The telecommunications operator argued that a lack of a special software made it dfficult for Mr Macharia to work as a customer care executive. Again, the argument rounds back to technology. Technology is a two-edged sword for people with disabilities. Advances in assistive technology have been tools of independence for many.
“I find that the Respondent’s (Safaricom’s) excuse to be an afterthought that was introduced late to the detriment of the Petitioner. The Respondent knew right from the beginning that the Petitioner’s work called for software, yet they took him through all recruitment steps,” said Justice Makau.
The special software was to be used for the technical part of the interview.
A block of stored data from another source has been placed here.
//! Fixed-interval poll scheduler.

use std::time::Duration;

use tokio::time::{self, Instant};

/// Drives the poll loop at a fixed interval.
///
/// When a cycle overruns its interval, the next tick is scheduled from
/// now rather than from the missed deadline — the scheduler skips ahead
/// and never fires a burst of make-up ticks. Combined with the poller
/// running each cycle inline before waiting again, this keeps at most
/// one cycle's protocol traffic in flight.
pub struct PollScheduler {
    interval: Duration,
    next_tick: Instant,
    tick_count: u64,
}

impl PollScheduler {
    /// Creates a scheduler whose first tick fires one interval from now.
    pub fn new(interval: Duration) -> Self {
        Self {
            interval,
            next_tick: Instant::now() + interval,
            tick_count: 0,
        }
    }

    /// Waits until the next tick is due and returns its number.
    pub async fn wait_for_tick(&mut self) -> u64 {
        time::sleep_until(self.next_tick).await;

        let now = Instant::now();
        self.tick_count += 1;

        let late_by = now.saturating_duration_since(self.next_tick);
        if late_by > self.interval / 10 {
            let skipped =
                late_by.as_nanos() as u64 / self.interval.as_nanos().max(1) as u64;
            tracing::warn!(
                tick = self.tick_count,
                skipped,
                late_ms = late_by.as_secs_f64() * 1000.0,
                "poll cycle overran the interval, skipping ahead"
            );
        }

        // Always schedule from now, not from the missed deadline.
        self.next_tick = now + self.interval;
        self.tick_count
    }

    /// Ticks elapsed so far.
    pub fn tick_count(&self) -> u64 {
        self.tick_count
    }

    /// The configured poll interval.
    pub fn interval(&self) -> Duration {
        self.interval
    }
}
//! Remote-console client and session management for Beacon.
//!
//! This crate owns the bridge's single point of contact with the game
//! server's administrative interface:
//!
//! - [`RconEndpoint`] — the trait seam over connect/send/disconnect,
//!   mocked in tests.
//! - [`RconClient`] — the real endpoint: Source RCON packet framing over
//!   a Tokio TCP stream, with every operation bounded by the configured
//!   timeout.
//! - [`RconSession`] — the state machine above the endpoint: tracks
//!   authentication, consecutive failures, and the armed reconnect retry.
//!
//! Requests are issued one at a time by construction — the session takes
//! `&mut self` and is owned by a single task (the poller).

#![allow(async_fn_in_trait)]

mod client;
mod error;
mod packet;
mod session;

pub use client::RconClient;
pub use error::RconError;
pub use session::RconSession;

/// Operations a remote-console endpoint must provide.
///
/// The `&mut self` receivers enforce the at-most-one-in-flight-request
/// discipline: a caller cannot overlap two sends on the same endpoint.
pub trait RconEndpoint: Send + 'static {
    /// Establishes the connection and authenticates.
    async fn connect(&mut self) -> Result<(), RconError>;

    /// Sends one command and returns the response text.
    async fn send(&mut self, command: &str) -> Result<String, RconError>;

    /// Tears down the connection. Safe to call when not connected.
    async fn disconnect(&mut self) -> Result<(), RconError>;
}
Mr Macharia went through the oral interview and medical test after the technical aspect was removed, awaiting the software integration.
He was invited to sign the contract on in July 2017 but the company said the invite was erroneous. Safaricom later failed to hire him for lack of a system integrated to allow the software that enables visually impaired persons to work.
Justice Makau said Safaricom should have informed Mr Macharia in time that the software was not available instead of subjecting him to the process and inviting him to sign a contract, only to later inform him the letter of invitation was sent to him erroneously.
The judge found that the company was aware that it owed persons such as him the duty to promote equality and provide reasonable accommodation. Mr Macharia, the court noted, had demonstrated he would be able to take up any positon through his oral interview and medical tests without any challenge.
For employees with disabilities, it has been noted that the tech infrastructure for tracking accommodations is severely lacking or even non-existent. There were also challenges in tapping local resources for providing and training disabled employees on the necessary skills to be part of a work place.
Greatly increasing the hiring of people with disabilities requires large-scale social change. Employers, recruiters, managers, educational and training institutions, employees without disabilities, and people with disabilities will all need to change behaviors, modifying corporate culture.
These changes are not easy, but the history of the past century has provided numerous examples of where cultural change increased economic opportunity for traditionally disadvantaged groups, such as women and ethnic minorities. Changes in legislation helped set the stage for these changes, but ultimately their widespread adoption was encouraged by proof that more inclusive workforces were more profitable ones for businesses.
Technology plays a key role in enabling these longer-term social changes. It can remove barriers, and enable people to become more productive. It also plays a key role in generating the data that helps manage and guide these changes as they continue to evolve and progress.